I can’t really tell you what to spray, without knowing what it is. If eggs are in there, you’d need a systemic pesticide that is taken up by the plants vascular system – or maybe nothing at all, if the eggs hatch and leave.

Beetles and grasshoppers usually need to make direct contact with the pesticide, for it to be affective. Check on the plant, several times per day, and see if you can catch a glimpse of any activity.

November 15, 2010 at 7:34 am
(48) margaret.els@telkomsa.net says:

I have an elephant ear planted in my garden and have grown them for years and never ever have they produced this kind of pod?

December 7, 2010 at 2:18 pm
(49) gardening says:

Margaret, I’m not sure what pod you’re referring to? Do you mean a seed pod or maybe the underground tuber?

January 20, 2011 at 12:23 am
(50) Trina says:

I dug up a small wild elephant ear 14 months ago and have it in a 10″ pot. It usually has two leaves at a time and now has a new sprout of two tiny leaves. Should I transplant it into a larger pot in order for it to grow larger?

January 21, 2011 at 2:46 pm
(51) gardening says:

Trina, if your plant is starting to grow, I’d move it into a larger pot. Elephant ears roots grow quickly and fill up pots fast. If you want it to get large, give the roots room to expand. You’d need at least an 18″ x 18″ pot, a little bigger, if possible.

March 1, 2011 at 11:23 am
(52) Sharon says:

Purchased bulbs. Can I start these bulbs off growing by submerging in water?

March 1, 2011 at 12:39 pm
(53) Marie Iannotti says:

Michelle, I don’t think they’re hardy in Salt Lake City. Aren’t you about a USDA Zone 6? Also, you can bring them in for the winter as dormant bulbs and pot them up again in the spring. It’s a lot less work in the long run.

March 1, 2011 at 12:41 pm
(54) Marie Iannotti says:

Sharon, although I have grown them with the pots submerged, I’ve never tried growing them without soil. They will probably sprout in water, but they’ll need some soil for nutrients, eventually.

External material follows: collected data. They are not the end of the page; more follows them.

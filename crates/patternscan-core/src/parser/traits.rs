//! Core parser traits for language-agnostic extraction.

use std::path::Path;

use tokio_util::sync::CancellationToken;
use tree_sitter::Tree;

use crate::error::ParseError;
use crate::model::ParseResult;

/// Language parser working on in-memory content.
///
/// Each parser is responsible for:
///
/// 1. **Elements**: file, classes/modules, interfaces, methods, properties
/// 2. **Relationships**: inherits, implements, calls, injects, throws, ...
/// 3. **Patterns**: every detector bank registered for the language
///
/// Failures are recorded in the returned [`ParseResult`], never raised.
pub trait Parser: Send + Sync {
    /// Parse a source file.
    ///
    /// # Arguments
    /// * `path` - Logical path of the file (used for names and context)
    /// * `content` - Source code content
    /// * `context` - Grouping label; resolved from the path when `None`
    /// * `cancel` - Checked before tree construction
    fn parse_file(
        &self,
        path: &str,
        content: &str,
        context: Option<&str>,
        cancel: &CancellationToken,
    ) -> ParseResult;

    /// Human-readable language name.
    fn language_name(&self) -> &'static str;

    /// File extensions this parser handles.
    fn supported_extensions(&self) -> &[&'static str];

    /// Check if this parser can handle the given file extension.
    fn can_parse(&self, extension: &str) -> bool {
        self.supported_extensions()
            .iter()
            .any(|ext| ext.eq_ignore_ascii_case(extension))
    }

    /// Parse capability level.
    fn capability(&self) -> ParserCapability {
        ParserCapability::Structural
    }
}

/// Parser whose underlying format reader only accepts a file on disk.
///
/// The router bridges in-memory content to these through a temp file.
pub trait PathParser: Send + Sync {
    /// Parse the file at `path`.
    fn parse_path(
        &self,
        path: &Path,
        context: Option<&str>,
        cancel: &CancellationToken,
    ) -> ParseResult;

    fn language_name(&self) -> &'static str;

    fn supported_extensions(&self) -> &[&'static str];
}

/// Wraps a native parser behind "parse text -> tree root".
pub trait AstProvider: Send + Sync {
    fn language_name(&self) -> &'static str;

    fn parse_tree(&self, content: &str) -> Result<Tree, ParseError>;
}

/// Level of parsing capability.
#[derive(Debug, Clone, Copy, PartialEq, Eq, PartialOrd, Ord)]
pub enum ParserCapability {
    /// Line/regex extraction - names and line numbers only.
    Basic,
    /// AST-based extraction - full signatures, generics, relationships.
    Structural,
}

impl std::fmt::Display for ParserCapability {
    fn fmt(&self, f: &mut std::fmt::Formatter<'_>) -> std::fmt::Result {
        match self {
            Self::Basic => write!(f, "Basic"),
            Self::Structural => write!(f, "Structural"),
        }
    }
}
//! Tree-sitter based parsing utilities shared across language parsers.

use tree_sitter::{Language, Node, Parser as TSParser, Tree};

use super::traits::AstProvider;
use crate::error::ParseError;

/// AST provider backed by a tree-sitter grammar.
///
/// A fresh tree-sitter parser is created per call, so one provider can be
/// shared across threads.
pub struct TreeSitterProvider {
    language: Language,
    language_name: &'static str,
}

impl TreeSitterProvider {
    pub fn new(language: Language, language_name: &'static str) -> Self {
        Self {
            language,
            language_name,
        }
    }

    /// Get text for a node from source content.
    pub fn node_text<'a>(node: &Node, content: &'a str) -> &'a str {
        &content[node.byte_range()]
    }

    /// Get line number (1-based) for a node.
    pub fn node_line(node: &Node) -> usize {
        node.start_position().row + 1
    }

    /// Get end line number (1-based) for a node.
    pub fn node_end_line(node: &Node) -> usize {
        node.end_position().row + 1
    }

    /// Find all direct children of a specific kind.
    pub fn children_of_kind<'t>(node: &Node<'t>, kind: &str) -> Vec<Node<'t>> {
        let mut cursor = node.walk();
        node.children(&mut cursor)
            .filter(|n| n.kind() == kind)
            .collect()
    }

    /// First direct child of a specific kind.
    pub fn child_of_kind<'t>(node: &Node<'t>, kind: &str) -> Option<Node<'t>> {
        let mut cursor = node.walk();
        let found = node.children(&mut cursor).find(|n| n.kind() == kind);
        found
    }

    /// First field present among `fields`; grammars rename fields between releases.
    pub fn field<'t>(node: &Node<'t>, fields: &[&str]) -> Option<Node<'t>> {
        fields.iter().find_map(|f| node.child_by_field_name(f))
    }

    /// First line of a declaration, without the opening brace or arrow.
    pub fn signature(node: &Node, content: &str) -> String {
        Self::node_text(node, content)
            .lines()
            .next()
            .unwrap_or("")
            .trim_end_matches('{')
            .trim_end_matches("=>")
            .trim_end_matches(':')
            .trim()
            .to_string()
    }
}

impl AstProvider for TreeSitterProvider {
    fn language_name(&self) -> &'static str {
        self.language_name
    }

    fn parse_tree(&self, content: &str) -> Result<Tree, ParseError> {
        let mut parser = TSParser::new();
        parser
            .set_language(&self.language)
            .map_err(|e| ParseError::Provider(format!("Failed to set language: {}", e)))?;

        parser
            .parse(content, None)
            .ok_or_else(|| ParseError::Provider("Failed to parse content".to_string()))
    }
}

/// Pre-order walk below (and including) `root` on an explicit stack, so
/// deeply nested expressions cannot exhaust the thread stack. `visit`
/// returns whether to descend into the node's children.
pub fn walk_tree<'t, F: FnMut(&Node<'t>) -> bool>(root: &Node<'t>, mut visit: F) {
    let mut cursor = root.walk();
    let mut stack = vec![*root];
    while let Some(node) = stack.pop() {
        if !visit(&node) {
            continue;
        }
        let start = stack.len();
        stack.extend(node.children(&mut cursor));
        stack[start..].reverse();
    }
}

/// Depth-first visit of every node below (and including) `node`.
pub fn visit_all<'t, F: FnMut(&Node<'t>)>(node: &Node<'t>, f: &mut F) {
    walk_tree(node, |n| {
        f(n);
        true
    });
}

/// 1-based line of the first `ERROR` or missing node, if any.
pub fn first_error_line(tree: &Tree) -> Option<usize> {
    let root = tree.root_node();
    if !root.has_error() {
        return None;
    }

    let mut line = None;
    walk_tree(&root, |node| {
        if line.is_some() {
            return false;
        }
        if node.is_error() || node.is_missing() {
            line = Some(node.start_position().row + 1);
            return false;
        }
        node.has_error()
    });
    line.or(Some(1))
}

/// Helper to extract doc comments from preceding sibling nodes.
pub fn extract_doc_comment(node: &Node, content: &str) -> Option<String> {
    let mut comments = Vec::new();
    let mut sibling = node.prev_sibling();

    while let Some(s) = sibling {
        if s.kind() != "comment" {
            break;
        }
        let text = TreeSitterProvider::node_text(&s, content);
        let cleaned = text
            .trim_start_matches("///")
            .trim_start_matches("//")
            .trim_start_matches("/**")
            .trim_start_matches("/*")
            .trim_end_matches("*/")
            .lines()
            .map(|l| l.trim().trim_start_matches('*').trim())
            .filter(|l| !l.is_empty())
            .collect::<Vec<_>>()
            .join(" ");
        comments.push(cleaned);
        sibling = s.prev_sibling();
    }

    if comments.is_empty() {
        None
    } else {
        comments.reverse();
        Some(strip_xml_doc(&comments.join("\n")))
    }
}

/// Strip C#-style XML doc tags down to their text.
fn strip_xml_doc(text: &str) -> String {
    if !text.contains('<') {
        return text.trim().to_string();
    }
    let mut out = String::with_capacity(text.len());
    let mut in_tag = false;
    for c in text.chars() {
        match c {
            '<' => in_tag = true,
            '>' if in_tag => in_tag = false,
            _ if !in_tag => out.push(c),
            _ => {}
        }
    }
    out.split_whitespace().collect::<Vec<_>>().join(" ")
}

#[cfg(test)]
mod tests {
    use super::*;

    fn csharp() -> TreeSitterProvider {
        TreeSitterProvider::new(tree_sitter_c_sharp::LANGUAGE.into(), "C#")
    }

    #[test]
    fn test_parse_tree() {
        let tree = csharp().parse_tree("class A { }").unwrap();
        assert_eq!(tree.root_node().kind(), "compilation_unit");
        assert!(first_error_line(&tree).is_none());
    }

    #[test]
    fn test_first_error_line() {
        let tree = csharp().parse_tree("class A {\n  void M( {\n}").unwrap();
        assert!(first_error_line(&tree).is_some());
    }

    #[test]
    fn test_visit_all_survives_deep_nesting() {
        let depth = 20_000;
        let source = format!(
            "class A {{ int M() => {}1{}; }}",
            "(".repeat(depth),
            ")".repeat(depth)
        );
        let tree = csharp().parse_tree(&source).unwrap();

        let mut parenthesized = 0;
        visit_all(&tree.root_node(), &mut |node| {
            if node.kind() == "parenthesized_expression" {
                parenthesized += 1;
            }
        });
        assert_eq!(parenthesized, depth);
    }

    #[test]
    fn test_walk_tree_is_preorder() {
        let tree = csharp().parse_tree("class A { } class B { }").unwrap();
        let mut classes = Vec::new();
        walk_tree(&tree.root_node(), |node| {
            if node.kind() == "class_declaration" {
                let name = node.child_by_field_name("name").unwrap();
                classes.push(name.start_byte());
                return false;
            }
            true
        });
        assert_eq!(classes.len(), 2);
        assert!(classes[0] < classes[1]);
    }

    #[test]
    fn test_doc_comment_strips_xml() {
        let source = "/// <summary>\n/// Places orders.\n/// </summary>\nclass OrderService { }";
        let tree = csharp().parse_tree(source).unwrap();
        let class = TreeSitterProvider::child_of_kind(&tree.root_node(), "class_declaration")
            .unwrap();
        assert_eq!(
            extract_doc_comment(&class, source).as_deref(),
            Some("Places orders.")
        );
    }
}
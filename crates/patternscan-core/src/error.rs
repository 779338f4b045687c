//! Error types.
//!
//! Parse errors never escape a parse as `Err`; they are rendered into
//! `ParseResult::errors` so partial results survive.

use std::path::PathBuf;
use thiserror::Error;

/// Errors recorded while parsing a single file.
#[derive(Debug, Error)]
pub enum ParseError {
    /// File could not be read or a temp file could not be written.
    #[error("IO error at {}: {source}", path.display())]
    Io {
        path: PathBuf,
        #[source]
        source: std::io::Error,
    },

    /// The AST provider rejected the source.
    #[error("Syntax error in {path} at line {line}: {message}")]
    Syntax {
        path: String,
        line: usize,
        message: String,
    },

    /// The AST provider could not be set up or returned no tree.
    #[error("Parser error: {0}")]
    Provider(String),

    /// The caller cancelled the operation.
    #[error("Parsing cancelled for {0}")]
    Cancelled(String),

    /// A single detector failed; its siblings still ran.
    #[error("Detector {detector} failed: {message}")]
    Detector { detector: String, message: String },
}

impl ParseError {
    pub fn io(path: impl Into<PathBuf>, source: std::io::Error) -> Self {
        ParseError::Io {
            path: path.into(),
            source,
        }
    }
}

/// Configuration errors.
#[derive(Debug, Error)]
pub enum ConfigError {
    #[error("Failed to read config file: {0}")]
    ReadError(#[from] std::io::Error),

    #[error("Failed to parse config file: {0}")]
    ParseError(#[from] toml::de::Error),

    #[error("Invalid configuration: {0}")]
    Invalid(String),
}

December 13, 2011 at 5:25 pm
(55) Jerry L. says:

My elephant ear grew huge planted in the ground. I have brought it in for the winter. (Oregon) What’s the best way to divide the bulbs?

December 15, 2011 at 7:11 am
(56) Marie Iannotti says:

Jerry, you should be able to pull the side bulbs off the mother bulb. Sometimes it’s easier to cut them off, so they don’t break, but they should survive even if there is some breakage. Just let them dry a bit before you store them. Here’s a video of a gardener separating her bulbs. It’s a little long, but she starts dividing about 4 minutes into it.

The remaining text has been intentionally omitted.